Sergio Pacor, noto politico triestino e avvocato, è deceduto all'età di 87 anni. La sua carriera è stata segnata dall'impegno civile e dalla difesa di figure come Franco Basaglia.
Addio a Sergio Pacor, figura poliedrica di Trieste
La città di Trieste piange la scomparsa di Sergio Pacor. La sua vita è stata un intreccio di impegno politico, attività culturale e professionale legale. Nato il 10 aprile 1938, Pacor avrebbe compiuto 87 anni tra pochi giorni.
Il decesso è avvenuto presso l'ospedale di Cattinara. Pacor era stato ricoverato da alcuni giorni a causa di un peggioramento delle sue condizioni di salute. La notizia ha destato profondo cordoglio nella comunità locale.
Un politico repubblicano per oltre trent'anni
L'attività politica di Sergio Pacor è iniziata negli anni '70 e si è protratta fino al 2011 circa. Sempre fedele ai valori repubblicani, ha ricoperto diverse cariche istituzionali. È stato Vicesindaco di Trieste, dimostrando una profonda conoscenza delle dinamiche cittadine.
Ha inoltre servito come assessore in Provincia, contribuendo alle decisioni a livello territoriale. Per più mandati, ha svolto il ruolo di consigliere comunale, portando avanti le istanze dei suoi elettori.
L'avvocato difensore di Franco Basaglia
Laureato in legge nel 1964, Sergio Pacor divenne un avvocato cassazionista. La sua carriera legale lo ha visto impegnato in cause di rilievo. È stato coordinatore del collegio di difesa dello psichiatra Franco Basaglia.

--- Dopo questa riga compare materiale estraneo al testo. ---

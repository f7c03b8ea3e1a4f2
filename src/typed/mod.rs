//! Row and column contracts used by the generic fetchers.
//!
//! A record type implements [`Row`] (usually through [`impl_row!`](crate::impl_row)); a scalar
//! implements [`Column`]. The fetchers in [`dao`](crate::dao) are bounded by these traits, so
//! single-column calls cannot target aggregates and row calls cannot target bare scalars.

mod macros;
mod traits;

pub(crate) use traits::{scan_column, scan_row};
pub use traits::{Column, FromValue, Row, ScanTarget, ToValue};
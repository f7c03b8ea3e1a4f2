use std::fmt;

use async_trait::async_trait;
use bb8::{Pool, PooledConnection};
use tracing::{debug, info};

use crate::context::QueryContext;
use crate::error::DbError;
use crate::executor::{ExecOutcome, Executor, RowCursor};
use crate::types::RowValues;

use super::config::{LogErrorSink, SqliteManager, SqliteOptions, SqliteOptionsBuilder};
use super::cursor::SqliteCursor;
use super::params::Params;
use super::query::next_values;

pub(crate) type SqlitePooledConnection = PooledConnection<'static, SqliteManager>;

/// Pooled `SQLite` database implementing [`Executor`].
///
/// Every operation checks a connection out of the bb8 pool and runs the driver call on a
/// blocking thread; cursors keep their connection until they are exhausted or dropped.
#[derive(Clone)]
pub struct SqliteDatabase {
    pool: Pool<SqliteManager>,
    options: SqliteOptions,
}

impl SqliteDatabase {
    #[must_use]
    pub fn builder(db_path: String) -> SqliteOptionsBuilder {
        SqliteOptionsBuilder::new(db_path)
    }

    /// Open and check one connection, then create the pool.
    ///
    /// The up-front open reports driver failures (a locked or unreadable file) directly
    /// instead of as a checkout timeout.
    ///
    /// # Errors
    /// Returns [`DbError::ConfigError`] for a zero pool size, or the driver error from opening
    /// the first connection.
    pub async fn connect(options: SqliteOptions) -> Result<Self, DbError> {
        if options.pool_size == 0 {
            return Err(DbError::ConfigError("pool_size must be at least 1".into()));
        }
        let manager = SqliteManager::new(&options);
        manager.open_checked().await?;
        let pool = Pool::builder()
            .max_size(options.pool_size)
            .error_sink(Box::new(LogErrorSink))
            .build(manager)
            .await?;

        info!(
            options = %serde_json::to_string(&options).unwrap_or_default(),
            "sqlite pool ready"
        );
        Ok(Self { pool, options })
    }

    /// Build from `DATABASE_*` environment variables (see [`SqliteOptions::from_env`]).
    ///
    /// # Errors
    /// Returns [`DbError::ConfigError`] for bad variables, or any error from [`Self::connect`].
    pub async fn from_env() -> Result<Self, DbError> {
        Self::connect(SqliteOptions::from_env()?).await
    }

    #[must_use]
    pub fn options(&self) -> &SqliteOptions {
        &self.options
    }

    #[must_use]
    pub fn pool(&self) -> &Pool<SqliteManager> {
        &self.pool
    }

    /// Run a batch of statements (schema setup, fixtures) in one transaction.
    ///
    /// # Errors
    /// Returns [`DbError`] if checkout or any statement fails.
    pub async fn execute_batch(&self, ctx: &QueryContext, sql: &str) -> Result<(), DbError> {
        let sql_owned = sql.to_owned();
        self.with_connection(ctx, move |conn| {
            let tx = conn.transaction()?;
            tx.execute_batch(&sql_owned)?;
            tx.commit()?;
            Ok(())
        })
        .await
    }

    /// Run synchronous `rusqlite` logic against a pooled connection on a blocking thread.
    ///
    /// # Errors
    /// Propagates errors from checkout, from `func`, or from the context firing.
    pub async fn with_connection<F, R>(&self, ctx: &QueryContext, func: F) -> Result<R, DbError>
    where
        F: FnOnce(&mut rusqlite::Connection) -> Result<R, DbError> + Send + 'static,
        R: Send + 'static,
    {
        let conn = self.checkout(ctx).await?;
        run_blocking(ctx, conn, func).await
    }

    pub(crate) async fn checkout(
        &self,
        ctx: &QueryContext,
    ) -> Result<SqlitePooledConnection, DbError> {
        ctx.run(async {
            self.pool
                .get_owned()
                .await
                .map_err(DbError::from)
        })
        .await
    }
}

impl fmt::Debug for SqliteDatabase {
    fn fmt(&self, f: &mut fmt::Formatter<'_>) -> fmt::Result {
        f.debug_struct("SqliteDatabase")
            .field("options", &self.options)
            .field("state", &self.pool.state())
            .finish()
    }
}

#[async_trait]
impl Executor for SqliteDatabase {
    async fn execute(
        &self,
        ctx: &QueryContext,
        query: &str,
        params: &[RowValues],
    ) -> Result<ExecOutcome, DbError> {
        let sql_owned = query.to_owned();
        let params = Params::convert(params);
        self.with_connection(ctx, move |conn| {
            let mut stmt = conn.prepare_cached(&sql_owned)?;
            let rows_affected = stmt.execute(&params.as_refs()[..])?;
            Ok(ExecOutcome {
                rows_affected,
                last_insert_id: conn.last_insert_rowid(),
            })
        })
        .await
    }

    async fn query(
        &self,
        ctx: &QueryContext,
        query: &str,
        params: &[RowValues],
    ) -> Result<Box<dyn RowCursor>, DbError> {
        let conn = self.checkout(ctx).await?;
        let cursor = SqliteCursor::open(ctx.clone(), conn, query.to_owned(), Params::convert(params))
            .await?;
        Ok(Box::new(cursor))
    }

    async fn query_first(
        &self,
        ctx: &QueryContext,
        query: &str,
        params: &[RowValues],
    ) -> Result<Option<Vec<RowValues>>, DbError> {
        let sql_owned = query.to_owned();
        let params = Params::convert(params);
        self.with_connection(ctx, move |conn| {
            let mut stmt = conn.prepare_cached(&sql_owned)?;
            let column_count = stmt.column_count();
            let mut rows = stmt.query(&params.as_refs()[..])?;
            next_values(&mut rows, column_count)
        })
        .await
    }
}

/// Run `func` on a blocking thread with exclusive use of `conn`.
///
/// The blocking task hands the connection back with its result, so the connection stays out
/// of the pool until the race with the context is decided. If the context fires first the
/// connection is interrupted while still held, so the statement in flight fails fast and no
/// other borrower can be hit. Work that has already finished wins over a late deadline.
pub(crate) async fn run_blocking<F, R>(
    ctx: &QueryContext,
    mut conn: SqlitePooledConnection,
    func: F,
) -> Result<R, DbError>
where
    F: FnOnce(&mut rusqlite::Connection) -> Result<R, DbError> + Send + 'static,
    R: Send + 'static,
{
    ctx.check()?;
    let interrupt = conn.get_interrupt_handle();
    let mut task = tokio::task::spawn_blocking(move || {
        let outcome = func(&mut *conn);
        (conn, outcome)
    });
    tokio::select! {
        biased;
        joined = &mut task => {
            let (conn, outcome) = joined.map_err(|e| {
                DbError::ConnectionError(format!("sqlite spawn_blocking join error: {e}"))
            })?;
            drop(conn);
            outcome
        }
        err = ctx.done() => {
            debug!(error = %err, "interrupting sqlite connection");
            interrupt.interrupt();
            // Dropping the handle leaves the task to finish and return the connection itself.
            drop(task);
            Err(err)
        }
    }
}
//! # Editing support
//!
//! ## Overview
//!
//! This module contains the pieces the interpreter edits with, independent of which keys
//! trigger them: the line-based [buffer::TextBuffer], the [cursor::Cursor], [motions](motion)
//! and text objects, and the [register store](store).
pub mod buffer;
pub mod cursor;
pub mod motion;
pub mod store;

Questo ruolo lo ha posto al centro delle battaglie per la riforma dei manicomi. Pacor ha difeso le idee di Basaglia nelle numerose controversie giudiziarie che seguirono le innovative riforme psichiatriche. Il suo contributo è stato fondamentale in un periodo di grandi cambiamenti sociali.
Impegno anche nel mondo sportivo e culturale
Oltre alla politica e alla professione forense, Sergio Pacor ha dimostrato un forte interesse per il mondo della cultura e dello sport. Si è occupato attivamente della complessa questione dell'impianto siderurgico di Servola, noto come la Ferriera. Ha seguito le sue vicissitudini e i cambi di proprietà.
Ha anche partecipato alla gestione di alcune società sportive, mostrando una passione per l'attività fisica e agonistica. Inoltre, ha ricoperto la carica di presidente del Teatro stabile Domenico Rossetti, sostenendo la scena culturale triestina.